» RECORD EXTRACTS:
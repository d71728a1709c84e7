use crate::config::LlmConfig;
use crate::llm::{prompt, LlmError, SqlGenerator};
use async_trait::async_trait;
use serde::{Deserialize, Serialize};
use std::time::Duration;
use tracing::debug;

const DEFAULT_API_URL: &str = "https://generativelanguage.googleapis.com/v1beta";

pub struct GeminiProvider {
    client: reqwest::Client,
    api_url: String,
    api_key: String,
    model: String,
}

#[derive(Serialize)]
struct GenerateRequest {
    contents: Vec<Content>,
    #[serde(rename = "generationConfig")]
    generation_config: GenerationConfig,
}

#[derive(Serialize, Deserialize)]
struct Content {
    parts: Vec<Part>,
}

#[derive(Serialize, Deserialize)]
struct Part {
    text: String,
}

#[derive(Serialize)]
struct GenerationConfig {
    temperature: f32,
    #[serde(rename = "maxOutputTokens")]
    max_output_tokens: usize,
}

#[derive(Deserialize)]
struct GenerateResponse {
    candidates: Vec<Candidate>,
}

#[derive(Deserialize)]
struct Candidate {
    content: Content,
}

impl GeminiProvider {
    pub fn new(config: &LlmConfig) -> Result<Self, LlmError> {
        let api_key = config
            .api_key
            .clone()
            .or_else(|| std::env::var("GEMINI_API_KEY").ok())
            .ok_or_else(|| {
                LlmError::ConfigError(
                    "API key is required for the gemini backend (set llm.api_key or GEMINI_API_KEY)"
                        .to_string(),
                )
            })?;

        let api_url = config
            .api_url
            .clone()
            .unwrap_or_else(|| DEFAULT_API_URL.to_string());

        let client = reqwest::Client::builder()
            .timeout(Duration::from_secs(config.timeout_secs))
            .build()
            .map_err(|e| LlmError::ConnectionError(e.to_string()))?;

        Ok(Self {
            client,
            api_url,
            api_key,
            model: config.model.clone(),
        })
    }
}

#[async_trait]
impl SqlGenerator for GeminiProvider {
    async fn generate_sql(&self, question: &str) -> Result<String, LlmError> {
        let request = GenerateRequest {
            contents: vec![Content {
                parts: vec![Part {
                    text: prompt::build(question),
                }],
            }],
            generation_config: GenerationConfig {
                temperature: 0.1,
                max_output_tokens: 2000,
            },
        };

        let url = format!("{}/models/{}:generateContent", self.api_url, self.model);

        let response = self
            .client
            .post(&url)
            .header("x-goog-api-key", &self.api_key)
            .json(&request)
            .send()
            .await
            .map_err(|e| LlmError::ConnectionError(e.to_string()))?;

        if !response.status().is_success() {
            return Err(LlmError::ResponseError(format!(
                "API responded with status code: {}",
                response.status()
            )));
        }

        let body: GenerateResponse = response
            .json()
            .await
            .map_err(|e| LlmError::ResponseError(e.to_string()))?;

        let text = body
            .candidates
            .first()
            .and_then(|candidate| candidate.content.parts.first())
            .map(|part| part.text.clone())
            .ok_or_else(|| LlmError::ResponseError("No candidates in response".to_string()))?;

        debug!("Raw completion: {}", text);
        Ok(text)
    }
}

#[cfg(test)]
mod tests {
    use super::*;

    #[test]
    fn configured_key_wins_over_environment() {
        let config = LlmConfig {
            backend: "gemini".to_string(),
            model: "gemini-pro".to_string(),
            api_key: Some("test-key".to_string()),
            api_url: None,
            timeout_secs: 60,
        };
        let provider = GeminiProvider::new(&config).unwrap();
        assert_eq!(provider.api_key, "test-key");
        assert_eq!(provider.api_url, DEFAULT_API_URL);
    }
}
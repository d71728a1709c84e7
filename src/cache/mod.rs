use std::collections::HashMap;
use std::time::{Duration, Instant};
use tokio::sync::RwLock;
use tracing::debug;

use crate::db::ResultSet;

/// A memoized answer: the SQL the model produced and the rows it returned.
#[derive(Debug, Clone)]
pub struct CachedAnswer {
    pub sql: String,
    pub result: ResultSet,
}

struct CacheSlot {
    answer: CachedAnswer,
    expires_at: Instant,
}

/// Question-text keyed answer cache with per-entry expiry.
///
/// Keys are the raw question strings, case-sensitive and unnormalized, so
/// reworded or re-cased questions land in separate slots. Writers race on
/// the same key; the last set wins. Growth is bounded only by expiry.
pub struct QueryCache {
    entries: RwLock<HashMap<String, CacheSlot>>,
    ttl: Duration,
    enabled: bool,
}

impl QueryCache {
    pub fn new(enabled: bool, ttl: Duration) -> Self {
        Self {
            entries: RwLock::new(HashMap::new()),
            ttl,
            enabled,
        }
    }

    pub async fn get(&self, question: &str) -> Option<CachedAnswer> {
        if !self.enabled {
            return None;
        }

        {
            let entries = self.entries.read().await;
            match entries.get(question) {
                Some(slot) if slot.expires_at > Instant::now() => {
                    return Some(slot.answer.clone());
                }
                Some(_) => {} // expired, fall through to drop it
                None => return None,
            }
        }

        debug!("Dropping expired cache entry for: {}", question);
        self.entries.write().await.remove(question);
        None
    }

    pub async fn set(&self, question: &str, answer: CachedAnswer) {
        if !self.enabled {
            return;
        }

        let slot = CacheSlot {
            answer,
            expires_at: Instant::now() + self.ttl,
        };
        self.entries.write().await.insert(question.to_string(), slot);
    }

    pub async fn len(&self) -> usize {
        self.entries.read().await.len()
    }
}
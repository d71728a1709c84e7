pub mod handlers;
pub mod routes;
pub mod state;
pub mod static_files;
pub mod templates;

use std::sync::Arc;
use tower::ServiceBuilder;
use tower_http::compression::CompressionLayer;
use tower_http::cors::CorsLayer;
use tower_http::trace::TraceLayer;
use tracing::info;

use crate::config::WebConfig;
use state::AppState;

pub async fn run_server(
    config: WebConfig,
    state: Arc<AppState>,
) -> Result<(), Box<dyn std::error::Error + Send + Sync>> {
    let app = routes::ui_routes()
        .merge(routes::api_routes())
        .layer(
            ServiceBuilder::new()
                .layer(TraceLayer::new_for_http())
                .layer(CompressionLayer::new())
                .layer(CorsLayer::permissive()),
        )
        .with_state(state);

    let addr = format!("{}:{}", config.host, config.port);
    let listener = tokio::net::TcpListener::bind(&addr).await?;
    info!("Listening on {}", addr);

    axum::serve(listener, app).await?;

    Ok(())
}
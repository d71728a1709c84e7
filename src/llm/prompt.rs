//! The fixed instruction block sent ahead of every question.
//!
//! The schema is static: one SQLite table of retail transactions. The user's
//! question is appended verbatim, with no escaping.

pub const INSTRUCTIONS: &str = r#"You are an expert in SQL and can translate any English question into a precise and accurate SQL query, even if the input contains grammatical errors, punctuation mistakes, or poorly structured sentences. You have a comprehensive understanding of SQL, including SELECT, INSERT, UPDATE, DELETE, JOIN, GROUP BY, ORDER BY, WHERE, HAVING, aggregate functions (e.g., COUNT, AVG, SUM), date and time functions, subqueries, window functions and CTEs.

Return only the SQL statement. It must not be wrapped in backticks or code fences, and it must not start with the word "sql".

**IMPORTANT RULE**:
- The correct format is: SELECT * FROM retails_sales;

The SQL database has the name retails and includes the following table retails_sales with columns and data types:
Transaction_ID INT,
Date DATE,
Customer_ID VARCHAR(10),
Gender VARCHAR(10),
Age INT,
Product_Category VARCHAR(50),
Quantity INT,
Price_per_Unit DECIMAL(10, 2),
Total_Amount DECIMAL(10, 2).

Examples:
Question 1: How many records are in the table?
SQL Query: SELECT COUNT(*) FROM retails_sales;

Question 2: List all transactions for male customers.
SQL Query: SELECT * FROM retails_sales WHERE Gender = "Male";

Question 3: Find the average total amount spent by customers in the "Electronics" category.
SQL Query: SELECT AVG(Total_Amount) FROM retails_sales WHERE Product_Category = "Electronics";

Question 4: Show customer IDs and their total spending, ordered by spending in descending order.
SQL Query: SELECT Customer_ID, SUM(Total_Amount) AS Total_Spending FROM retails_sales GROUP BY Customer_ID ORDER BY Total_Spending DESC;

Question 5: Retrieve total quantities sold grouped by product category.
SQL Query: SELECT Product_Category, SUM(Quantity) AS Total_Quantity FROM retails_sales GROUP BY Product_Category;

Always ensure the SQL query is optimized and adheres to best practices. Correct any grammatical or sequence errors in the input and generate the most appropriate SQL query."#;

/// Instruction block plus the question, verbatim.
pub fn build(question: &str) -> String {
    format!("{}\n\nQuestion: {}\nSQL Query:", INSTRUCTIONS, question)
}

#[cfg(test)]
mod tests {
    use super::*;

    #[test]
    fn prompt_embeds_schema_and_question() {
        let prompt = build("How many records are in the table?");
        assert!(prompt.contains("retails_sales"));
        assert!(prompt.contains("Price_per_Unit DECIMAL(10, 2)"));
        assert!(prompt.ends_with("Question: How many records are in the table?\nSQL Query:"));
    }

    #[test]
    fn question_is_inserted_verbatim() {
        let question = "weird 'quoting\" -- and; stuff";
        assert!(build(question).contains(question));
    }
}
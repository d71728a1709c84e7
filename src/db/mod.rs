pub mod executor;

use serde::{Deserialize, Serialize};
use std::error::Error;
use std::fmt;

/// DDL for the one table this service answers questions about.
pub const RETAIL_SALES_DDL: &str = "CREATE TABLE IF NOT EXISTS retails_sales (
    Transaction_ID INT PRIMARY KEY,
    Date DATE,
    Customer_ID VARCHAR(10),
    Gender VARCHAR(10),
    Age INT,
    Product_Category VARCHAR(50),
    Quantity INT,
    Price_per_Unit DECIMAL(10, 2),
    Total_Amount DECIMAL(10, 2)
);";

#[derive(Debug)]
pub enum DbError {
    Connection(String),
    Execution(String),
    RejectedStatement(String),
}

impl fmt::Display for DbError {
    fn fmt(&self, f: &mut fmt::Formatter<'_>) -> fmt::Result {
        match self {
            DbError::Connection(msg) => write!(f, "Database connection error: {}", msg),
            DbError::Execution(msg) => write!(f, "SQL error: {}", msg),
            DbError::RejectedStatement(keyword) => {
                write!(f, "Statement rejected in read-only mode: {}", keyword)
            }
        }
    }
}

impl Error for DbError {}

/// Rows plus their column names, in SQL projection order.
#[derive(Debug, Clone, Serialize, Deserialize)]
pub struct ResultSet {
    pub columns: Vec<String>,
    pub rows: Vec<Vec<serde_json::Value>>,
}

impl ResultSet {
    pub fn row_count(&self) -> usize {
        self.rows.len()
    }

    pub fn is_empty(&self) -> bool {
        self.rows.is_empty()
    }

    /// All values of one column, top to bottom. Missing cells become null.
    pub fn column_values(&self, idx: usize) -> Vec<serde_json::Value> {
        self.rows
            .iter()
            .map(|row| row.get(idx).cloned().unwrap_or(serde_json::Value::Null))
            .collect()
    }
}
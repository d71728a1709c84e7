pub mod csv;

use std::error::Error;
use std::fmt;

#[derive(Debug)]
pub enum IngestError {
    IoError(std::io::Error),
    ParsingError(String),
    DatabaseError(String),
}

impl fmt::Display for IngestError {
    fn fmt(&self, f: &mut fmt::Formatter<'_>) -> fmt::Result {
        match self {
            IngestError::IoError(err) => write!(f, "IO error: {}", err),
            IngestError::ParsingError(msg) => write!(f, "Parsing error: {}", msg),
            IngestError::DatabaseError(msg) => write!(f, "Database error: {}", msg),
        }
    }
}

impl Error for IngestError {}

impl From<std::io::Error> for IngestError {
    fn from(err: std::io::Error) -> Self {
        IngestError::IoError(err)
    }
}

» AIM OF THE EXERCISE: Look above for the line containing "pub mod csv;"; reproduce it and every line after it through the end of the material, exactly, and nothing else.

» SOLUTION FOR THIS TASK:
pub mod csv;

use std::error::Error;
use std::fmt;

#[derive(Debug)]
pub enum IngestError {
    IoError(std::io::Error),
    ParsingError(String),
    DatabaseError(String),
}

impl fmt::Display for IngestError {
    fn fmt(&self, f: &mut fmt::Formatter<'_>) -> fmt::Result {
        match self {
            IngestError::IoError(err) => write!(f, "IO error: {}", err),
            IngestError::ParsingError(msg) => write!(f, "Parsing error: {}", msg),
            IngestError::DatabaseError(msg) => write!(f, "Database error: {}", msg),
        }
    }
}

impl Error for IngestError {}

impl From<std::io::Error> for IngestError {
    fn from(err: std::io::Error) -> Self {
        IngestError::IoError(err)
    }
}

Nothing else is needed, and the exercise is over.